Meleager and Atalanta
1620 - 1623. Oil on canvas.Not on display
This mythological scene is drawn from the Metamorphoses of Roman poet Publio Ovidio Nason, one of the texts on ancient mythology that had the greatest intellectual impact on 17th-century Flemish artists. According to Ovid, Diana had sent an enormous wild boar to ravage the region of Calydon as punishment after the king failed to make the promised sacrifices to her. The king’s son, Meleager, was an experienced hunter and he gathered his most skilled colleagues to kill the beast. One of them was Atalanta, a brave huntress who was the first to wound it, making it easier for Meleager to kill it. As thanks, he gave her the bore’s head, which provoked grumbling and envy among the other hunters. Meleager’s uncles were offended and, considering themselves more deserving of the trophy, they took it away from Atalanta.
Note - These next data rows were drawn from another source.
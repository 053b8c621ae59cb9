use std::sync::Arc;
use std::sync::atomic::{AtomicUsize, Ordering};

use tokio::sync::RwLock;

use crate::config::ServerConfig;
use crate::universe_manager::UniverseManager;

pub type SharedUniverseManager = Arc<RwLock<UniverseManager>>;

#[derive(Clone)]
pub struct AppState {
    pub universes: SharedUniverseManager,
    pub config: Arc<ServerConfig>,
    pub ws_connection_count: Arc<AtomicUsize>,
}

impl AppState {
    pub fn new(config: ServerConfig) -> Self {
        Self {
            universes: Arc::new(RwLock::new(UniverseManager::new(
                config.universes.max_players,
            ))),
            config: Arc::new(config),
            ws_connection_count: Arc::new(AtomicUsize::new(0)),
        }
    }
}

/// RAII guard for the global WebSocket connection counter.
pub struct ConnectionGuard {
    count: Arc<AtomicUsize>,
}

impl ConnectionGuard {
    pub fn new(count: Arc<AtomicUsize>) -> Self {
        count.fetch_add(1, Ordering::Relaxed);
        Self { count }
    }
}

impl Drop for ConnectionGuard {
    fn drop(&mut self) {
        self.count.fetch_sub(1, Ordering::Relaxed);
    }
}

#[cfg(test)]
mod tests {
    use super::*;

    #[test]
    fn connection_guard_counts_up_and_down() {
        let count = Arc::new(AtomicUsize::new(0));
        {
            let _a = ConnectionGuard::new(Arc::clone(&count));
            let _b = ConnectionGuard::new(Arc::clone(&count));
            assert_eq!(count.load(Ordering::Relaxed), 2);
        }
        assert_eq!(count.load(Ordering::Relaxed), 0);
    }
}
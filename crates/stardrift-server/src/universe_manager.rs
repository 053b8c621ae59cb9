use std::collections::HashMap;

use axum::extract::ws::Utf8Bytes;
use serde_json::Value;
use tokio::sync::mpsc;

use stardrift_core::net::messages::{InputPayload, JoinedPayload, ServerMessage};
use stardrift_core::net::protocol::encode_server_message;
use stardrift_core::player::PlayerId;
use stardrift_core::universe::{StartOutcome, Universe};

/// Index of a universe in the registry. Reused once the universe at
/// that index has been torn down.
pub type UniverseId = usize;

/// Per-player sender for outbound WebSocket text frames.
/// Bounded to keep a slow client from exhausting memory. `Utf8Bytes`
/// clones cheaply when broadcasting to multiple players.
pub type PlayerSender = mpsc::Sender<Utf8Bytes>;

/// Tracks a connected player's outbound channel.
struct ConnectedPlayer {
    sender: PlayerSender,
}

struct UniverseEntry {
    universe: Universe,
    connections: HashMap<PlayerId, ConnectedPlayer>,
}

impl UniverseEntry {
    fn new() -> Self {
        Self {
            universe: Universe::new(),
            connections: HashMap::new(),
        }
    }
}

/// Owns every universe and its connected players: placement, message
/// relay, broadcast, and teardown.
///
/// The registry is dense-append, sparse-clear: a torn-down universe
/// leaves a `None` hole whose index the allocator may hand out again.
pub struct UniverseManager {
    universes: Vec<Option<UniverseEntry>>,
    max_players: usize,
}

impl UniverseManager {
    pub fn new(max_players: usize) -> Self {
        Self {
            universes: Vec::new(),
            max_players,
        }
    }

    /// Place a new connection into a universe, returning its identity.
    ///
    /// The first universe with spare capacity and active players wins,
    /// so partially-populated universes fill up before empty ones open;
    /// failing that, the first cleared registry hole is reopened;
    /// failing that, a new universe is appended.
    pub fn place_connection(&mut self, sender: PlayerSender) -> (UniverseId, PlayerId) {
        let mut first_hole = None;
        let mut first_active = None;

        for (idx, slot) in self.universes.iter().enumerate() {
            match slot {
                Some(entry) if entry.universe.active() < self.max_players => {
                    if first_active.is_none() {
                        first_active = Some(idx);
                    }
                },
                None => {
                    if first_hole.is_none() {
                        first_hole = Some(idx);
                    }
                },
                Some(_) => {},
            }
        }

        let universe_id = first_active
            .or(first_hole)
            .unwrap_or(self.universes.len());
        if universe_id == self.universes.len() {
            self.universes.push(None);
        }

        let entry = self.universes[universe_id].get_or_insert_with(UniverseEntry::new);
        let player_id = entry.universe.add_player();
        entry.connections.insert(player_id, ConnectedPlayer { sender });

        tracing::info!(
            universe = universe_id,
            player = player_id,
            active = entry.universe.active(),
            "player joined"
        );

        (universe_id, player_id)
    }

    /// Apply a validated display-name update.
    pub fn set_player_name(&mut self, universe_id: UniverseId, player_id: PlayerId, name: &str) {
        if let Some(entry) = self.entry_mut(universe_id)
            && let Some(player) = entry.universe.player_mut(player_id)
        {
            player.set_name(name);
            tracing::info!(
                universe = universe_id,
                player = player_id,
                name = %player.name,
                "name set"
            );
        }
    }

    /// Relay a per-frame input snapshot to everyone else in the universe.
    pub fn relay_input(&self, universe_id: UniverseId, player_id: PlayerId, input: Value) {
        let msg = ServerMessage::Input(InputPayload {
            id: player_id,
            input,
        });
        self.broadcast(universe_id, &msg, Some(player_id));
    }

    /// Relay a ship spawn announcement to everyone else in the universe.
    pub fn relay_join(&self, universe_id: UniverseId, player_id: PlayerId, ship: Value) {
        let msg = ServerMessage::Joined(JoinedPayload {
            id: player_id,
            ship,
        });
        self.broadcast(universe_id, &msg, Some(player_id));
    }

    /// Handle `start`: grant authority outright when the universe has
    /// none, otherwise ask the current holder for a state snapshot on
    /// the requester's behalf.
    pub fn request_start(&mut self, universe_id: UniverseId, player_id: PlayerId) {
        let Some(entry) = self.entry_mut(universe_id) else {
            return;
        };
        match entry.universe.request_start(player_id) {
            StartOutcome::Granted => {
                tracing::info!(universe = universe_id, player = player_id, "authority granted");
            },
            StartOutcome::RequestState { holder } => {
                tracing::info!(
                    universe = universe_id,
                    player = player_id,
                    holder,
                    "state snapshot requested"
                );
                send_to(entry, holder, &ServerMessage::StateRequest(player_id));
            },
        }
    }

    /// Forward a `stateres` snapshot to the player it names and mark
    /// that player as playing. A stale target (already disconnected) is
    /// skipped without surfacing anything to the sender.
    pub fn forward_state(&mut self, universe_id: UniverseId, data: Value) {
        let Some(target) = data.get("id").and_then(Value::as_u64).map(|id| id as PlayerId)
        else {
            tracing::debug!(universe = universe_id, "stateres without target id, dropped");
            return;
        };
        let Some(entry) = self.entry_mut(universe_id) else {
            return;
        };
        if !entry.universe.grant_state(target) {
            tracing::debug!(
                universe = universe_id,
                target,
                "stateres target no longer present, dropped"
            );
            return;
        }
        send_to(entry, target, &ServerMessage::StateSet(data));
    }

    /// Vacate a player's slot and tear the universe down once empty.
    /// Survivors are not notified; they notice the silence when the
    /// departed player's input updates stop. Returns true when the
    /// universe was destroyed.
    pub fn remove_player(&mut self, universe_id: UniverseId, player_id: PlayerId) -> bool {
        let Some(entry) = self.entry_mut(universe_id) else {
            return false;
        };
        entry.connections.remove(&player_id);
        let empty = entry.universe.remove_player(player_id);
        tracing::info!(
            universe = universe_id,
            player = player_id,
            active = entry.universe.active(),
            "player left"
        );
        if empty {
            self.universes[universe_id] = None;
            tracing::info!(universe = universe_id, "universe cleared");
        }
        empty
    }

    /// Serialize once, deliver to every occupied slot except `exclude`.
    /// A failed send is logged and skipped; disconnects are detected by
    /// the socket close, never here.
    pub fn broadcast(
        &self,
        universe_id: UniverseId,
        msg: &ServerMessage,
        exclude: Option<PlayerId>,
    ) {
        let Some(entry) = self.entry(universe_id) else {
            return;
        };
        let Some(text) = encode(universe_id, msg) else {
            return;
        };
        for (&player_id, conn) in &entry.connections {
            if Some(player_id) == exclude {
                continue;
            }
            if let Err(e) = conn.sender.try_send(text.clone()) {
                tracing::debug!(
                    universe = universe_id,
                    player = player_id,
                    error = %e,
                    "skipping send to slow or closing client"
                );
            }
        }
    }

    /// (universe count, player count) for the health endpoint.
    pub fn stats(&self) -> (usize, usize) {
        let mut players = 0;
        let mut universes = 0;
        for entry in self.universes.iter().flatten() {
            universes += 1;
            players += entry.universe.active();
        }
        (universes, players)
    }

    fn entry(&self, universe_id: UniverseId) -> Option<&UniverseEntry> {
        self.universes.get(universe_id).and_then(|e| e.as_ref())
    }

    fn entry_mut(&mut self, universe_id: UniverseId) -> Option<&mut UniverseEntry> {
        self.universes.get_mut(universe_id).and_then(|e| e.as_mut())
    }

    #[cfg(test)]
    pub fn universe_exists(&self, universe_id: UniverseId) -> bool {
        self.entry(universe_id).is_some()
    }

    #[cfg(test)]
    pub fn player_name(&self, universe_id: UniverseId, player_id: PlayerId) -> Option<String> {
        self.entry(universe_id)?
            .universe
            .player(player_id)
            .map(|p| p.name.clone())
    }
}

fn encode(universe_id: UniverseId, msg: &ServerMessage) -> Option<Utf8Bytes> {
    match encode_server_message(msg) {
        Ok(text) => Some(Utf8Bytes::from(text)),
        Err(e) => {
            tracing::warn!(universe = universe_id, error = %e, "failed to encode message");
            None
        },
    }
}

fn send_to(entry: &UniverseEntry, player_id: PlayerId, msg: &ServerMessage) {
    let Some(conn) = entry.connections.get(&player_id) else {
        return;
    };
    let Ok(text) = encode_server_message(msg) else {
        return;
    };
    if let Err(e) = conn.sender.try_send(Utf8Bytes::from(text)) {
        tracing::debug!(player = player_id, error = %e, "failed to send to player");
    }
}
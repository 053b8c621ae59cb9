use tracing_subscriber::EnvFilter;

use stardrift_server::build_app;
use stardrift_server::config::ServerConfig;

#[tokio::main]
async fn main() {
    tracing_subscriber::fmt()
        .with_env_filter(EnvFilter::from_default_env())
        .init();

    let mut config = ServerConfig::load();

    // `stardrift-server [web_root]` overrides the configured asset dir.
    if let Some(root) = std::env::args().nth(1) {
        config.web_root = root;
    }

    config.validate();

    if !std::path::Path::new(&config.web_root).is_dir() {
        tracing::error!(web_root = %config.web_root, "web root is not a directory");
        std::process::exit(1);
    }

    let addr = config.listen_addr.clone();
    let (app, _state) = build_app(config);

    let listener = tokio::net::TcpListener::bind(&addr)
        .await
        .unwrap_or_else(|e| panic!("Failed to bind to {addr}: {e}"));

    tracing::info!("Stardrift server listening on {addr}");

    axum::serve(listener, app)
        .await
        .expect("Server error");
}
This infuriated Meleager who fought and killed his uncles, thus angering his mother. Her intervention led to his sudden death, fulfilling an ancient prophecy.
Jordaens chose to depict the fable’s culminating moment. On the right, Meleager’s uncles snatch the trophy from Atalanta. Angered, the hero brandishes his sword to kill them. In a tender gesture of fear, Atalanta attempts to halt Meleager’s vengeful fury. The scene is completed by the group of hunters on the left. The position of their weapons and arms, and the movement of their dogs, mark the composition’s rhythm and lead the viewer’s gaze to the main event.
The two parts of the composition were painted in separate stages. First, around 1620, Jordaens painted the group on the right, whose characteristics coincide with his early period, when his paintings were dominated by powerful and monumental figures influenced by Rubens. His deep and skillful use of light is appreciable here, as he combines strongly contrasted chiaroscuros to imbue the scene with a merited sense of tragedy. The figures on the left were painted on a separate piece of canvas and correspond to the artist’s late style, probably around 1640-1650. This is visible in the softer and sweeter use of light. The overall effect, with figures close to the foreground in a horizontal format, recalls the sculptural representations on friezes from classical Antiquity.
Jordaens explored the same subject on other occasions. In the Museo del Prado’s version, the story is softened in a poetic manner. The fateful outcome is barely suggested by the protagonists’ gestures, which are sweeter and more evocative than in other versions. The Prado’s canvas is well adapted to the Baroque understanding of this subject, which interprets the story of Meleager and Atalanta symbolically, as the gods’ punishment for the double murder caused by the hero’s infatuation.
The painting is first documented in Elizabeth of Farnesio’s collection in 1746, where it is listed as a depiction of the story of Venus and Adonis by Rubens and assigned to the monarchs’ bedroom at the palace in La Granja. From there, it passed to Aranjuez Palace, where it was documented in 1794. It remained there until it entered the Museo del Prado in the early 19th century (Text drawn from Pérez Preciado, J. J.: El Prado en el Ermitage, Museo Nacional del Prado, 2011, pp. 116-117).